--- Records provided ---
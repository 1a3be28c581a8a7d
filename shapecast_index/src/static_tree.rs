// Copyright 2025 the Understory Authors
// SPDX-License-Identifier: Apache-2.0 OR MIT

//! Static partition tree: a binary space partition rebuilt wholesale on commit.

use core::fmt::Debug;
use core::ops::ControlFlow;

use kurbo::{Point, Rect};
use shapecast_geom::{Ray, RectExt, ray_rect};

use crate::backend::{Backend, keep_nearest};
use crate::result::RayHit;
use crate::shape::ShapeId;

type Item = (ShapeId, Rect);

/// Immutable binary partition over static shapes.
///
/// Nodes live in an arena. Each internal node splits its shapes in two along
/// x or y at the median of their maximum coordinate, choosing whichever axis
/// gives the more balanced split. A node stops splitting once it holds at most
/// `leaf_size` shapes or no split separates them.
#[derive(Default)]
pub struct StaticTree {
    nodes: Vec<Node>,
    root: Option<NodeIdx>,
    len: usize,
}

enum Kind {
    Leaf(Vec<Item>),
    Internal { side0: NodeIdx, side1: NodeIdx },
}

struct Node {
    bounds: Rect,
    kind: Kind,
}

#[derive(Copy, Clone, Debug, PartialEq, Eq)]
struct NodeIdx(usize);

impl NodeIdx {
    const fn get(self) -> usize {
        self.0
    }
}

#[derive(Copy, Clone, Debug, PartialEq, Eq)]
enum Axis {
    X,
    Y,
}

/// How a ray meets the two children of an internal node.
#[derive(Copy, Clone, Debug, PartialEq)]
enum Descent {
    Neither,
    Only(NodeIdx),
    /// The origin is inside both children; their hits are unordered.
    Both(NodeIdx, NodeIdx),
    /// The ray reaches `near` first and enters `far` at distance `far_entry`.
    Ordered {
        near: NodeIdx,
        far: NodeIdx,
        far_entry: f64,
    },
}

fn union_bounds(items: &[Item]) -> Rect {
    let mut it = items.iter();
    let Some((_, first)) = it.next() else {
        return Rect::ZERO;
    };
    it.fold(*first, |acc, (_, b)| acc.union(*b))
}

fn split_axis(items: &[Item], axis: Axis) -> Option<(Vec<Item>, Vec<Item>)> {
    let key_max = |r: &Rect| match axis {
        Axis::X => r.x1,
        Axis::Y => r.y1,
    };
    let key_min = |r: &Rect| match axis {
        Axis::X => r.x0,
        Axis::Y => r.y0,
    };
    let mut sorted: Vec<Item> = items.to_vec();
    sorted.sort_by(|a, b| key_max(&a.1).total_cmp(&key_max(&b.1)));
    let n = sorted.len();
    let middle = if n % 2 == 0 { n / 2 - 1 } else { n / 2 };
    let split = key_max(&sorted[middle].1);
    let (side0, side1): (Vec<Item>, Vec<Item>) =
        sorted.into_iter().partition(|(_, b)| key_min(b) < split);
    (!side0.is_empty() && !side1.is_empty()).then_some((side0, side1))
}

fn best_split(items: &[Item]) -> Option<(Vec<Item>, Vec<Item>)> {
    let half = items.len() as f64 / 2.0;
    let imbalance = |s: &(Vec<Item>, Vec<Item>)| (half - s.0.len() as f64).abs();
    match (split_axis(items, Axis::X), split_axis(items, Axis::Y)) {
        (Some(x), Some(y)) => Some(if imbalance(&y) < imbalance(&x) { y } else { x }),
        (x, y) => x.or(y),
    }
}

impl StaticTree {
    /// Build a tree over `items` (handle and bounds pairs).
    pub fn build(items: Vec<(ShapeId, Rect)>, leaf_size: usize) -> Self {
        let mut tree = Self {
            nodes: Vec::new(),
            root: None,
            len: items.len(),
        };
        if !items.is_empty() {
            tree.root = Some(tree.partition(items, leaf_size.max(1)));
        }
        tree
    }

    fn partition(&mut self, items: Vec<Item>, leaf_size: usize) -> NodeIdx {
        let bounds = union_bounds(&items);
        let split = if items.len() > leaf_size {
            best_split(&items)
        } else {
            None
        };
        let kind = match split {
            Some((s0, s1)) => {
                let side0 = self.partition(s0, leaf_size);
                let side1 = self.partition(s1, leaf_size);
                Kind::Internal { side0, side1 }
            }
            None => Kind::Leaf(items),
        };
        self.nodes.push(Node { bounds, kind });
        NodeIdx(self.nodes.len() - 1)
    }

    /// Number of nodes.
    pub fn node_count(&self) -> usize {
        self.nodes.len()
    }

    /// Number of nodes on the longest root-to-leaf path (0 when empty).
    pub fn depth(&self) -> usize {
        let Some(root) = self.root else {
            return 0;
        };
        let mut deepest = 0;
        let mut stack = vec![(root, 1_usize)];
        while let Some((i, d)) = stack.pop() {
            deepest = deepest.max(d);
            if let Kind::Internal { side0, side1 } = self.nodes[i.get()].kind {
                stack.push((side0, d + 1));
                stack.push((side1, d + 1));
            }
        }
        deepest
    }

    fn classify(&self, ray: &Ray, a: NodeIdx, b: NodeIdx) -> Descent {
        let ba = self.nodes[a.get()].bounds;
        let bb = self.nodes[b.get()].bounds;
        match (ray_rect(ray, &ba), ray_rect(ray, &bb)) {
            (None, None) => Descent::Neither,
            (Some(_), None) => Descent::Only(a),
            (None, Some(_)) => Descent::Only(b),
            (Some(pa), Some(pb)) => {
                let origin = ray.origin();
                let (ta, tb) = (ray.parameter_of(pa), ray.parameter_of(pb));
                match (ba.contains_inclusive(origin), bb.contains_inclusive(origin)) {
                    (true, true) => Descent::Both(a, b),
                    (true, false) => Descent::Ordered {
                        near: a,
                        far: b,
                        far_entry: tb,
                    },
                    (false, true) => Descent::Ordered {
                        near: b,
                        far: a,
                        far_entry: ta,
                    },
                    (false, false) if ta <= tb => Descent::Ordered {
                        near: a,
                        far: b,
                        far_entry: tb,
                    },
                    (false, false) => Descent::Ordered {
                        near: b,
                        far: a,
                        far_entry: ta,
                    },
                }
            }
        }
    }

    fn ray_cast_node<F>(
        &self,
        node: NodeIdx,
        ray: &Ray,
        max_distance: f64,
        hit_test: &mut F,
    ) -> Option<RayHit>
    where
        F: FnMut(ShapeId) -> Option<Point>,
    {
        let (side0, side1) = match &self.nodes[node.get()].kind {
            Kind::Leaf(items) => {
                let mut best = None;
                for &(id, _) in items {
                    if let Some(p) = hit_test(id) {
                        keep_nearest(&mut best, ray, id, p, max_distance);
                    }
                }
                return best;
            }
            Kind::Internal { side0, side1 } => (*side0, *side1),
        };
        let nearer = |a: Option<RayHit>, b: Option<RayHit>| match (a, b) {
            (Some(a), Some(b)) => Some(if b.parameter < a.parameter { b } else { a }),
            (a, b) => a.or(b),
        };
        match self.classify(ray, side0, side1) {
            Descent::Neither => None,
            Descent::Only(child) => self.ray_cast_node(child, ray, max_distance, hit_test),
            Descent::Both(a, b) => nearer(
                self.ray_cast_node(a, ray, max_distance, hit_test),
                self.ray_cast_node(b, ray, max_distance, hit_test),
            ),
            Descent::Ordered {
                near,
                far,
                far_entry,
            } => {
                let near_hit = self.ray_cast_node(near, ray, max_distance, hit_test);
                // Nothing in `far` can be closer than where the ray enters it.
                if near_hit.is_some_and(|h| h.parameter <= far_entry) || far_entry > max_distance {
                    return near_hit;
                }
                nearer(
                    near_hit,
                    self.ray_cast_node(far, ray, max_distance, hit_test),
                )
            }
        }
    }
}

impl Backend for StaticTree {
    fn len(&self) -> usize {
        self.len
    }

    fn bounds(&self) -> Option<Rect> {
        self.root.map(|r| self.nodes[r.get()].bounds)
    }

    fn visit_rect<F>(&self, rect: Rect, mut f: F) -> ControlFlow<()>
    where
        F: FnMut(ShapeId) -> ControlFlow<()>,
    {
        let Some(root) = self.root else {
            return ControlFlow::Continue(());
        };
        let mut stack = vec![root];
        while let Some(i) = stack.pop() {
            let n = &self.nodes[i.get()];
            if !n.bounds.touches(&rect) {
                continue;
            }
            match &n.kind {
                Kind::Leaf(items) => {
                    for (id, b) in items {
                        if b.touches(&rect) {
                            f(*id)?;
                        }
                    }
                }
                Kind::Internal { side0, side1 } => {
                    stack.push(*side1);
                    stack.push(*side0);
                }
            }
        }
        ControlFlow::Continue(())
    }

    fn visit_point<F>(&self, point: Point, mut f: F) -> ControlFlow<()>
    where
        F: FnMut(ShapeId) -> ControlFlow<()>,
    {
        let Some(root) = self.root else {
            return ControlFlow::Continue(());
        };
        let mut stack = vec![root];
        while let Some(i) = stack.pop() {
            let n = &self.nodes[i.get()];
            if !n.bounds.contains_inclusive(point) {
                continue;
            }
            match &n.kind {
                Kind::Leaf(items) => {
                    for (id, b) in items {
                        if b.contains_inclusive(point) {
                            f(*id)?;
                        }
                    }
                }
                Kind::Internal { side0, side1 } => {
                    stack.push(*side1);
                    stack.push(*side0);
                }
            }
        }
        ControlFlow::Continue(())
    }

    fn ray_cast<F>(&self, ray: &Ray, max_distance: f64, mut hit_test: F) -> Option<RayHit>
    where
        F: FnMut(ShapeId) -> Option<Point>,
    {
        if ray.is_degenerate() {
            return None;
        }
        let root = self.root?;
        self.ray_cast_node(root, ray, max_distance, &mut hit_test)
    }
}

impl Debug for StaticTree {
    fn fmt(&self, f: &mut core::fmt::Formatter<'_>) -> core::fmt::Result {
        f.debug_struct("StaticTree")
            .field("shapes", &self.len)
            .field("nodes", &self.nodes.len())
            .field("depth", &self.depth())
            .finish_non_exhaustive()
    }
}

--- Problem requirements ---
Your answer should consist of copies of the lines above that include the string "half".

--- Reply to the exercise ---
    let half = items.len() as f64 / 2.0;
    let imbalance = |s: &(Vec<Item>, Vec<Item>)| (half - s.0.len() as f64).abs();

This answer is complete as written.